Current spinal testing protocols generally adopt pure moments combined with axial compression. However, daily activities involve multi-axis loads, and multi-axis loading has been shown to impact intervertebral disc (IVD) cell viability. Therefore, integrating in-vivo load data with spine simulators is critical to understand how loading affects the IVD, but doing so is challenging due to load coupling and variable load rates. This study addresses these challenges through the Load Informed Kinematic Evaluation (LIKE) protocol, which was evaluated using the root mean squared error (RMSE) between desired and actual loads in each axis.
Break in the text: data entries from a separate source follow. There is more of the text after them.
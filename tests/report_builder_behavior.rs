//! Behavior-driven tests for the report builder.
//!
//! These tests verify HOW provider tables become display-ready reports:
//! close-column resolution, percent-change derivation, annualized return,
//! statement reshaping, and news truncation.

use tickdeck_tests::{
    annualized_return, build_price_report, parse_iso_date, percent_change, reshape,
    resolve_close_column, summarize, Date, NewsFeed, NewsItem, PriceColumn, PriceTable,
    ReportError, StatementTable, Symbol, MAX_HEADLINES,
};

fn symbol(raw: &str) -> Symbol {
    Symbol::parse(raw).expect("valid symbol")
}

fn dates(count: usize) -> Vec<Date> {
    (0..count)
        .map(|index| {
            parse_iso_date(&format!("2024-03-{:02}", index + 1)).expect("valid date")
        })
        .collect()
}

fn close_table(closes: &[f64]) -> PriceTable {
    let values = closes.iter().map(|close| Some(*close)).collect();
    PriceTable::new(
        dates(closes.len()),
        vec![PriceColumn::new("Close", values).expect("valid column")],
    )
    .expect("valid table")
}

// =============================================================================
// Price Series Normalizer: percent change and annualized return
// =============================================================================

#[test]
fn when_table_has_n_rows_percent_change_has_n_minus_one() {
    // Given: A price table with several sessions
    let table = close_table(&[100.0, 101.0, 103.0, 99.5, 102.0]);

    // When: The report is derived
    let report = build_price_report(&symbol("AAPL"), &table).expect("report builds");

    // Then: The first session has no predecessor and is dropped
    assert_eq!(report.rows.len(), table.row_count() - 1);
}

#[test]
fn when_returns_are_annualized_the_mean_is_scaled_by_252() {
    // Given: A series of daily fractional changes
    let pct = [0.01, -0.005, 0.02, 0.003];
    let mean: f64 = pct.iter().sum::<f64>() / pct.len() as f64;

    // When: The series is annualized
    let annual = annualized_return(&pct).expect("non-empty series");

    // Then: The value is mean x 252 x 100, exact to float tolerance
    assert!((annual - mean * 252.0 * 100.0).abs() < 1e-9);
}

#[test]
fn when_table_has_one_row_the_report_says_insufficient_data_instead_of_crashing() {
    // Given: A single-session table
    let table = close_table(&[100.0]);

    // When: The report is derived
    let report = build_price_report(&symbol("AAPL"), &table).expect("report builds");

    // Then: There is no annual return, only the marker the UI renders
    assert!(report.rows.is_empty());
    assert_eq!(report.annual_return_pct, None);
}

#[test]
fn when_the_price_table_is_empty_the_report_halts_with_no_data() {
    // Given: An empty primary fetch
    let table = PriceTable::empty();

    // When: The report is derived
    let result = build_price_report(&symbol("TSLA"), &table);

    // Then: The render is halted with a NoData error naming the ticker
    assert_eq!(
        result.expect_err("empty table must halt"),
        ReportError::NoData {
            symbol: "TSLA".to_string()
        }
    );
}

#[test]
fn when_percent_change_divides_consecutive_closes_values_are_fractional() {
    // Given: Closes that double then halve
    let pct = percent_change(&[100.0, 200.0, 100.0]);

    // Then: Changes are fractions, not percentages
    assert_eq!(pct.len(), 2);
    assert!((pct[0] - 1.0).abs() < 1e-12);
    assert!((pct[1] + 0.5).abs() < 1e-12);
}

// =============================================================================
// Price Series Normalizer: close-column resolution
// =============================================================================

#[test]
fn when_only_a_suffixed_close_exists_the_resolver_selects_it() {
    // Given: A provider response with a composite column name
    let table = PriceTable::new(
        dates(1),
        vec![PriceColumn::new("Close_AAPL", vec![Some(187.0)]).expect("valid column")],
    )
    .expect("valid table");

    // When: The close column is resolved
    let resolved = resolve_close_column(&table).expect("column resolves");

    // Then: The suffixed column is used
    assert_eq!(resolved.name, "Close_AAPL");
}

#[test]
fn when_adjusted_and_raw_closes_exist_the_adjusted_one_wins() {
    // Given: Both close flavors side by side
    let table = PriceTable::new(
        dates(1),
        vec![
            PriceColumn::new("Close", vec![Some(187.0)]).expect("valid column"),
            PriceColumn::new("Adj Close", vec![Some(185.2)]).expect("valid column"),
        ],
    )
    .expect("valid table");

    // When: The close column is resolved
    let resolved = resolve_close_column(&table).expect("column resolves");

    // Then: The adjusted series is preferred
    assert_eq!(resolved.name, "Adj Close");
}

// =============================================================================
// Financial Statement Reshaper
// =============================================================================

#[test]
fn when_a_statement_is_reshaped_the_header_row_becomes_the_columns() {
    // Given: A provider table of [meta0, meta1, header, v1, v2] fields
    let table = StatementTable::new(
        vec![
            "symbol".to_string(),
            "reportedCurrency".to_string(),
            "fiscalDateEnding".to_string(),
            "totalRevenue".to_string(),
            "netIncome".to_string(),
        ],
        vec![
            vec![
                "AAPL".to_string(),
                "USD".to_string(),
                "2023-09-30".to_string(),
                "383285000000".to_string(),
                "96995000000".to_string(),
            ],
            vec![
                "AAPL".to_string(),
                "USD".to_string(),
                "2022-09-30".to_string(),
                "394328000000".to_string(),
                "99803000000".to_string(),
            ],
        ],
    )
    .expect("valid statement table");

    // When: The table is pivoted for display
    let reshaped = reshape(&table).expect("reshape succeeds");

    // Then: Columns are the header values and rows are the line items
    assert_eq!(reshaped.periods, vec!["2023-09-30", "2022-09-30"]);
    let labels: Vec<&str> = reshaped
        .lines
        .iter()
        .map(|line| line.label.as_str())
        .collect();
    assert_eq!(labels, vec!["totalRevenue", "netIncome"]);
    assert_eq!(
        reshaped.lines[0].values,
        vec!["383285000000", "394328000000"]
    );
}

#[test]
fn when_the_statement_is_empty_the_reshaper_fails_gracefully() {
    // Given: A provider that returned nothing
    let table = StatementTable::empty();

    // When: The table is pivoted
    let result = reshape(&table);

    // Then: A graceful error drives the section's empty-state message
    assert_eq!(result, Err(ReportError::EmptyStatement));
}

// =============================================================================
// News Summarizer
// =============================================================================

fn feed_of(count: usize) -> NewsFeed {
    let items = (0..count)
        .map(|index| {
            NewsItem::new(
                None,
                format!("Headline {index}"),
                format!("Summary {index}"),
                None,
                0.1,
                -0.1,
            )
            .expect("valid item")
        })
        .collect();
    NewsFeed::new(symbol("AAPL"), items)
}

#[test]
fn when_the_feed_has_fifteen_items_exactly_ten_are_shown() {
    // Given: A busy ticker with fifteen headlines
    let feed = feed_of(15);

    // When: The feed is summarized
    let summary = summarize(&feed);

    // Then: Only the first ten survive, in feed order
    assert_eq!(summary.items.len(), MAX_HEADLINES);
    assert_eq!(summary.items[0].title, "Headline 0");
    assert_eq!(summary.items[9].title, "Headline 9");
}

#[test]
fn when_the_feed_has_three_items_all_three_are_shown() {
    // Given: A quiet ticker with three headlines
    let summary = summarize(&feed_of(3));

    // Then: All of them render
    assert_eq!(summary.items.len(), 3);
}

#[test]
fn when_the_feed_is_empty_the_summary_drives_the_empty_state() {
    // Given: A ticker without coverage
    let summary = summarize(&feed_of(0));

    // Then: The summary is empty and carries the ticker for the message
    assert!(summary.is_empty());
    assert_eq!(summary.ticker, "AAPL");
}
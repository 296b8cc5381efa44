use std::future::Future;
use std::pin::Pin;
use std::sync::Arc;

use serde::Deserialize;
use time::Date;

use crate::data_source::{MarketDataSource, PriceHistoryRequest, ProviderError};
use crate::http_client::{HttpClient, HttpRequest, NoopHttpClient};
use crate::{DateRange, PriceColumn, PriceTable, Symbol, UtcDateTime, ValidationError};

const CHART_BASE: &str = "https://query1.finance.yahoo.com/v8/finance/chart";

/// Yahoo Finance market-data adapter supporting both real API calls and
/// mock mode.
///
/// The v8 chart endpoint is unauthenticated; one GET per dashboard render.
#[derive(Clone)]
pub struct YahooAdapter {
    http_client: Arc<dyn HttpClient>,
    use_real_api: bool,
    timeout_ms: u64,
}

impl Default for YahooAdapter {
    fn default() -> Self {
        Self {
            http_client: Arc::new(NoopHttpClient),
            use_real_api: false,
            timeout_ms: 10_000,
        }
    }
}

impl YahooAdapter {
    pub fn with_http_client(http_client: Arc<dyn HttpClient>) -> Self {
        let is_real = !http_client.is_mock();
        Self {
            http_client,
            use_real_api: is_real,
            ..Self::default()
        }
    }

    pub fn with_timeout_ms(mut self, timeout_ms: u64) -> Self {
        self.timeout_ms = timeout_ms;
        self
    }

    fn is_real_client(&self) -> bool {
        self.use_real_api
    }
}

impl MarketDataSource for YahooAdapter {
    fn price_history<'a>(
        &'a self,
        req: PriceHistoryRequest,
    ) -> Pin<Box<dyn Future<Output = Result<PriceTable, ProviderError>> + Send + 'a>> {
        Box::pin(async move {
            if self.is_real_client() {
                self.fetch_real_history(&req).await
            } else {
                self.fetch_fake_history(&req)
            }
        })
    }
}

// Real API implementation
impl YahooAdapter {
    async fn fetch_real_history(&self, req: &PriceHistoryRequest) -> Result<PriceTable, ProviderError> {
        let endpoint = format!(
            "{}/{}?period1={}&period2={}&interval=1d&events=div%2Csplits&includeAdjustedClose=true",
            CHART_BASE,
            urlencoding::encode(req.symbol.as_str()),
            req.range.start_unix(),
            req.range.end_unix_exclusive(),
        );

        let request = HttpRequest::get(&endpoint)
            .with_header("accept", "application/json")
            .with_timeout_ms(self.timeout_ms);

        let response = self
            .http_client
            .execute(request)
            .await
            .map_err(|e| ProviderError::fetch(format!("yahoo transport error: {}", e.message())))?;

        if !response.is_success() {
            return Err(ProviderError::fetch(format!(
                "yahoo returned status {}",
                response.status
            )));
        }

        let chart: YahooChartResponse = serde_json::from_str(&response.body)
            .map_err(|e| ProviderError::decode(format!("failed to parse yahoo chart: {}", e)))?;

        if let Some(error) = &chart.chart.error {
            return Err(ProviderError::fetch(format!(
                "yahoo chart API error: {}: {}",
                error.code.as_deref().unwrap_or("unknown"),
                error.description.as_deref().unwrap_or("no description"),
            )));
        }

        let Some(result) = chart.chart.result.as_ref().and_then(|r| r.first()) else {
            return Ok(PriceTable::empty());
        };

        let Some(timestamps) = result.timestamp.as_ref() else {
            // Yahoo answers with a meta-only result when the window holds no sessions
            tracing::warn!(symbol = %req.symbol, "yahoo chart returned no timestamps");
            return Ok(PriceTable::empty());
        };

        let quote = result
            .indicators
            .quote
            .first()
            .ok_or_else(|| ProviderError::decode("no quote block in yahoo chart"))?;
        let adjclose = result
            .indicators
            .adjclose
            .as_ref()
            .and_then(|blocks| blocks.first());

        let mut dates: Vec<Date> = Vec::with_capacity(timestamps.len());
        let mut open = Vec::with_capacity(timestamps.len());
        let mut high = Vec::with_capacity(timestamps.len());
        let mut low = Vec::with_capacity(timestamps.len());
        let mut close = Vec::with_capacity(timestamps.len());
        let mut adj = adjclose.map(|_| Vec::with_capacity(timestamps.len()));
        let mut volume = Vec::with_capacity(timestamps.len());

        for (i, &ts) in timestamps.iter().enumerate() {
            // Rows missing any OHLC value are skipped
            let (Some(Some(o)), Some(Some(h)), Some(Some(l)), Some(Some(c))) = (
                quote.open.get(i),
                quote.high.get(i),
                quote.low.get(i),
                quote.close.get(i),
            ) else {
                tracing::warn!(symbol = %req.symbol, index = i, "skipping yahoo row with missing ohlc");
                continue;
            };

            let date = UtcDateTime::from_unix_seconds(ts)
                .map_err(validation_to_error)?
                .date();

            dates.push(date);
            open.push(Some(*o));
            high.push(Some(*h));
            low.push(Some(*l));
            close.push(Some(*c));
            if let Some(adj) = adj.as_mut() {
                let value = adjclose
                    .and_then(|block| block.adjclose.get(i))
                    .copied()
                    .flatten();
                adj.push(value);
            }
            volume.push(quote.volume.get(i).copied().flatten().map(|v| v as f64));
        }

        if dates.is_empty() {
            return Ok(PriceTable::empty());
        }

        let mut columns = vec![
            PriceColumn::new("Open", open).map_err(validation_to_error)?,
            PriceColumn::new("High", high).map_err(validation_to_error)?,
            PriceColumn::new("Low", low).map_err(validation_to_error)?,
            PriceColumn::new("Close", close).map_err(validation_to_error)?,
        ];
        if let Some(adj) = adj {
            columns.push(PriceColumn::new("Adj Close", adj).map_err(validation_to_error)?);
        }
        columns.push(PriceColumn::new("Volume", volume).map_err(validation_to_error)?);

        PriceTable::new(dates, columns).map_err(validation_to_error)
    }
}

// Mock data (deterministic per symbol and range)
impl YahooAdapter {
    fn fetch_fake_history(&self, req: &PriceHistoryRequest) -> Result<PriceTable, ProviderError> {
        let seed = symbol_seed(&req.symbol);
        let sessions = weekdays_in(req.range);

        let base = 40.0 + (seed % 600) as f64 / 10.0;
        let mut prev_close = base;

        let mut open = Vec::with_capacity(sessions.len());
        let mut high = Vec::with_capacity(sessions.len());
        let mut low = Vec::with_capacity(sessions.len());
        let mut close = Vec::with_capacity(sessions.len());
        let mut adj = Vec::with_capacity(sessions.len());
        let mut volume = Vec::with_capacity(sessions.len());

        for index in 0..sessions.len() {
            let drift = ((seed.wrapping_mul(31).wrapping_add(index as u64 * 17)) % 21) as f64 - 10.0;
            let day_close = (prev_close * (1.0 + drift / 1_000.0)).max(1.0);
            let day_open = prev_close;
            let day_high = day_open.max(day_close) + 0.9;
            let day_low = (day_open.min(day_close) - 0.7).max(0.5);

            open.push(Some(day_open));
            high.push(Some(day_high));
            low.push(Some(day_low));
            close.push(Some(day_close));
            adj.push(Some(day_close * 0.985));
            volume.push(Some(
                (1_000_000 + (seed.wrapping_add(index as u64 * 7_919)) % 5_000_000) as f64,
            ));

            prev_close = day_close;
        }

        let columns = vec![
            PriceColumn::new("Open", open).map_err(validation_to_error)?,
            PriceColumn::new("High", high).map_err(validation_to_error)?,
            PriceColumn::new("Low", low).map_err(validation_to_error)?,
            PriceColumn::new("Close", close).map_err(validation_to_error)?,
            PriceColumn::new("Adj Close", adj).map_err(validation_to_error)?,
            PriceColumn::new("Volume", volume).map_err(validation_to_error)?,
        ];

        PriceTable::new(sessions, columns).map_err(validation_to_error)
    }
}

// Yahoo Finance chart response structures
#[derive(Debug, Clone, Deserialize)]
struct YahooChartResponse {
    chart: YahooChartData,
}

#[derive(Debug, Clone, Deserialize)]
struct YahooChartData {
    #[serde(default)]
    result: Option<Vec<YahooChartResult>>,
    #[serde(default)]
    error: Option<YahooChartError>,
}

#[derive(Debug, Clone, Deserialize)]
struct YahooChartError {
    #[serde(default)]
    code: Option<String>,
    #[serde(default)]
    description: Option<String>,
}

#[derive(Debug, Clone, Deserialize)]
struct YahooChartResult {
    #[serde(default)]
    timestamp: Option<Vec<i64>>,
    indicators: YahooIndicators,
}

#[derive(Debug, Clone, Deserialize)]
struct YahooIndicators {
    quote: Vec<YahooQuoteBlock>,
    #[serde(default)]
    adjclose: Option<Vec<YahooAdjCloseBlock>>,
}

#[derive(Debug, Clone, Deserialize)]
struct YahooQuoteBlock {
    #[serde(default)]
    open: Vec<Option<f64>>,
    #[serde(default)]
    high: Vec<Option<f64>>,
    #[serde(default)]
    low: Vec<Option<f64>>,
    #[serde(default)]
    close: Vec<Option<f64>>,
    #[serde(default)]
    volume: Vec<Option<i64>>,
}

#[derive(Debug, Clone, Deserialize)]
struct YahooAdjCloseBlock {
    #[serde(default)]
    adjclose: Vec<Option<f64>>,
}

pub(crate) fn symbol_seed(symbol: &Symbol) -> u64 {
    symbol.as_str().bytes().fold(0_u64, |acc, byte| {
        acc.wrapping_mul(33).wrapping_add(byte as u64)
    })
}

fn weekdays_in(range: DateRange) -> Vec<Date> {
    let mut sessions = Vec::new();
    let mut day = range.start;
    while day < range.end {
        let weekday = day.weekday().number_days_from_monday();
        if weekday < 5 {
            sessions.push(day);
        }
        match day.next_day() {
            Some(next) => day = next,
            None => break,
        }
    }
    sessions
}

fn validation_to_error(error: ValidationError) -> ProviderError {
    ProviderError::decode(error.to_string())
}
Stage 1 involves obtaining the kinematics from six-axis load control tests replicating 20 Orthoload activities at a reduced test speed. Stage 2 applies these kinematics in five axes, with axial compression applied in load control, at the reduced speed and at the physiological test rate. Stage 3 enables long-term tests through six-axis kinematic control combined with diurnal height correction to account for the natural height fluctuations of the IVD. Stage 1 yielded RMSEs within twice the load cell noise floor. Low RMSEs were maintained during stage 2 at reduced speed (Tx:0.80 ± 0.30 N; Ty:0.77 ± 0.29 N; Tz:1.79 ± 0.50 N; Rx:0.02 ± 0.01Nm; Ry:0.02 ± 0.01Nm; and Rz:0.02 ± 0.01Nm) and at the physiological test rate (Tx:3.45 ± 1.81 N; Ty:3.82 ± 1.99 N; Tz:11.32 ± 8.69 N; Rx:0.13 ± 0.07Nm; Ry:0.16 ± 0.11Nm; and Rz:0.07 ± 0.04Nm). To address unwanted oscillations observed in longer tests (>2h), Stage 3 was introduced to enable the stable and consistent replication of activities at a physiological test rate. Despite higher RMSEs the axial error was 85.5 ± 24.27 N (equivalent to ∼ 0.16 MPa), with shear RMSEs similar to other testing systems conducting pure moment tests at slower rates. The LIKE protocol enables the replication of physiological loads, providing opportunities for enhanced investigations of IVD mechanobiology, and the pre-clinical evaluation of IVD devices and therapies.